[Collected data]
^^^^^^^^
//! Secret references in `config.toml`.
//!
//! A credential value may point somewhere else instead of holding the
//! secret itself:
//!
//! - `pass::path/in/store`: first line of `pass show path/in/store`
//! - `env::VAR_NAME`: the value of `$VAR_NAME`
//! - anything else is used as-is

use std::process::Command;

/// Resolves a value that may be a secret reference.
pub fn resolve(value: &str) -> Result<String, String> {
    if let Some(path) = value.strip_prefix("pass::") {
        resolve_pass(path)
    } else if let Some(var) = value.strip_prefix("env::") {
        std::env::var(var).map_err(|_| format!("environment variable `{}` is not set", var))
    } else {
        Ok(value.to_string())
    }
}

/// Returns true if `value` is a reference rather than a literal.
pub fn is_reference(value: &str) -> bool {
    value.starts_with("pass::") || value.starts_with("env::")
}

fn resolve_pass(path: &str) -> Result<String, String> {
    let output = Command::new("pass")
        .arg("show")
        .arg(path)
        .output()
        .map_err(|e| format!("failed to run `pass show {}`: {}", path, e))?;

    if !output.status.success() {
        let stderr = String::from_utf8_lossy(&output.stderr);
        return Err(format!(
            "`pass show {}` failed ({}): {}",
            path,
            output.status,
            stderr.trim()
        ));
    }

    String::from_utf8_lossy(&output.stdout)
        .lines()
        .next()
        .map(str::to_string)
        .filter(|line| !line.is_empty())
        .ok_or_else(|| format!("`pass show {}` produced no output", path))
}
^^^^^^^^
### ACTIVITY
What is needed is an exact copy of the line containing "String::from_utf8_lossy(&output.stdout)" and each line after it, through the final line of the entries above.

### SOLUTION
    String::from_utf8_lossy(&output.stdout)
        .lines()
        .next()
        .map(str::to_string)
        .filter(|line| !line.is_empty())
        .ok_or_else(|| format!("`pass show {}` produced no output", path))
}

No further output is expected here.